- _What this task involves_
Each line in the entries that has the word "created" has to be copied.

- _Supplied records_
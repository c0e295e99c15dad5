//! spac-reconcile
//!
//! Operator CLI over the reconciliation engine. Reads configuration from the
//! environment (see `EngineConfig::from_env`) and prints JSON.
//!
//! Usage:
//!   spac-reconcile onboard ACME
//!   spac-reconcile apply --file facts.jsonl
//!   spac-reconcile redemption --ticker ACME --shares 5000000 --amount 50500000 \
//!       --filing-date 2025-11-01 --source 8-K
//!   spac-reconcile history ACME --field trustCash

use anyhow::{Context, Result};
use clap::{Parser, Subcommand};
use serde::Serialize;
use std::io::{BufRead, BufReader};
use std::process::ExitCode;
use tracing::{error, info, warn};
use tracing_subscriber::{layer::SubscriberExt, util::SubscriberInitExt};

use spac_reconciler::models::parse_filing_date;
use spac_reconciler::{
    EngineConfig, EngineError, FactAssertion, ReconciliationEngine, RedemptionEvent,
    TargetLegitimacyValidator,
};

#[derive(Parser, Debug)]
#[command(name = "spac-reconcile")]
#[command(about = "Reconcile extracted SPAC facts against the fact store")]
struct Args {
    /// SQLite database path (overrides SPAC_DB_PATH)
    #[arg(long, global = true)]
    db: Option<String>,

    #[command(subcommand)]
    command: Command,
}

#[derive(Subcommand, Debug)]
enum Command {
    /// Create or upgrade the schema and exit
    Migrate,

    /// Start tracking a ticker
    Onboard { ticker: String },

    /// Apply fact assertions from a JSON-lines file ("-" for stdin)
    Apply {
        #[arg(long)]
        file: String,
    },

    /// Record a redemption disclosure
    Redemption {
        #[arg(long)]
        ticker: String,
        #[arg(long)]
        shares: f64,
        #[arg(long)]
        amount: f64,
        #[arg(long, value_parser = parse_date_arg)]
        filing_date: chrono::NaiveDate,
        #[arg(long)]
        source: String,
        #[arg(long)]
        reason: Option<String>,
    },

    /// Record that a filing disclosed no redemptions
    NoneFound {
        #[arg(long)]
        ticker: String,
        #[arg(long, value_parser = parse_date_arg)]
        filing_date: chrono::NaiveDate,
        #[arg(long)]
        source: String,
        #[arg(long)]
        reason: Option<String>,
    },

    /// Set the market price and recompute premium
    Price {
        #[arg(long)]
        ticker: String,
        #[arg(long)]
        price: f64,
    },

    /// Show an entity and its redemption state
    Show { ticker: String },

    /// Audit log for a ticker, newest first
    History {
        ticker: String,
        #[arg(long)]
        field: Option<String>,
        #[arg(long)]
        limit: Option<usize>,
    },

    /// Open target-name anomalies awaiting review
    Anomalies {
        #[arg(long, default_value = "50")]
        limit: usize,
    },

    /// Mark a target-name anomaly resolved
    Resolve {
        id: i64,
        #[arg(long)]
        note: Option<String>,
    },

    /// Dry-run the target-name legitimacy checks
    ValidateTarget {
        #[arg(long)]
        name: String,
        #[arg(long)]
        ticker: String,
    },
}

fn parse_date_arg(raw: &str) -> Result<chrono::NaiveDate, String> {
    parse_filing_date(raw).ok_or_else(|| format!("unparseable date '{}'", raw))
}

fn init_tracing() {
    tracing_subscriber::registry()
        .with(
            tracing_subscriber::EnvFilter::try_from_default_env()
                .unwrap_or_else(|_| "spac_reconciler=info,spac_reconcile=info".into()),
        )
        .with(tracing_subscriber::fmt::layer().with_writer(std::io::stderr))
        .init();
}

fn print_json<T: Serialize>(value: &T) -> Result<()> {
    println!("{}", serde_json::to_string_pretty(value)?);
    Ok(())
}

fn read_assertions(path: &str) -> Result<Vec<FactAssertion>> {
    let reader: Box<dyn BufRead> = if path == "-" {
        Box::new(BufReader::new(std::io::stdin()))
    } else {
        let file = std::fs::File::open(path).with_context(|| format!("Failed to open {}", path))?;
        Box::new(BufReader::new(file))
    };

    let mut assertions = Vec::new();
    for (i, line) in reader.lines().enumerate() {
        let line = line?;
        let line = line.trim();
        if line.is_empty() || line.starts_with('#') {
            continue;
        }
        match serde_json::from_str::<FactAssertion>(line) {
            Ok(a) => assertions.push(a),
            Err(e) => warn!(line = i + 1, error = %e, "Skipping malformed assertion"),
        }
    }
    Ok(assertions)
}

fn run(args: Args) -> Result<()> {
    let mut config = EngineConfig::from_env();
    if let Some(db) = args.db {
        config.db_path = db;
    }

    if let Command::ValidateTarget { name, ticker } = &args.command {
        let validator = TargetLegitimacyValidator::new();
        let sanitized = validator.sanitize(name);
        let rejection = validator.validate(name, ticker).err().map(|r| r.to_string());
        return print_json(&serde_json::json!({
            "candidate": name,
            "sanitized": sanitized,
            "valid": rejection.is_none(),
            "reason": rejection,
        }));
    }

    let engine = ReconciliationEngine::from_config(&config)?;

    match args.command {
        Command::Migrate => {
            info!(path = %engine.store().path(), "Schema is current");
        }
        Command::Onboard { ticker } => {
            let created = engine.onboard(&ticker)?;
            print_json(&serde_json::json!({ "ticker": ticker, "created": created }))?;
        }
        Command::Apply { file } => {
            let assertions = read_assertions(&file)?;
            let stats = engine.apply_batch(&assertions);
            print_json(&stats)?;
        }
        Command::Redemption {
            ticker,
            shares,
            amount,
            filing_date,
            source,
            reason,
        } => {
            let event = RedemptionEvent {
                shares_redeemed: shares,
                redemption_amount: amount,
                filing_date,
                source,
                reason,
            };
            let applied = engine.record_redemption(&ticker, &event)?;
            print_json(&serde_json::json!({
                "applied": applied,
                "redemptionState": engine.redemption_state(&ticker)?,
            }))?;
        }
        Command::NoneFound {
            ticker,
            filing_date,
            source,
            reason,
        } => {
            let applied =
                engine.mark_no_redemptions(&ticker, &source, filing_date, reason.as_deref())?;
            print_json(&serde_json::json!({ "applied": applied }))?;
        }
        Command::Price { ticker, price } => {
            let change = engine.set_price(&ticker, price)?;
            print_json(&serde_json::json!({ "premiumChange": change }))?;
        }
        Command::Show { ticker } => {
            print_json(&serde_json::json!({
                "entity": engine.entity(&ticker)?,
                "redemptionState": engine.redemption_state(&ticker)?,
            }))?;
        }
        Command::History { ticker, field, limit } => {
            let limit = limit.unwrap_or(config.history_limit);
            print_json(&engine.history(&ticker, field.as_deref(), limit)?)?;
        }
        Command::Anomalies { limit } => {
            print_json(&engine.open_anomalies(limit)?)?;
        }
        Command::Resolve { id, note } => {
            let resolved = engine.resolve_anomaly(id, note.as_deref())?;
            print_json(&serde_json::json!({ "id": id, "resolved": resolved }))?;
        }
        Command::ValidateTarget { .. } => {}
    }

    Ok(())
}

fn main() -> ExitCode {
    init_tracing();

    match run(Args::parse()) {
        Ok(()) => ExitCode::SUCCESS,
        Err(e) => {
            error!("{:#}", e);
            // Persistence failures were alerted, and the engine's sink was
            // drained when `run` dropped it
            match e.downcast_ref::<EngineError>() {
                Some(err) if err.is_alertable() => ExitCode::from(2),
                _ => ExitCode::FAILURE,
            }
        }
    }
}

- _Your response_
            let created = engine.onboard(&ticker)?;
            print_json(&serde_json::json!({ "ticker": ticker, "created": created }))?;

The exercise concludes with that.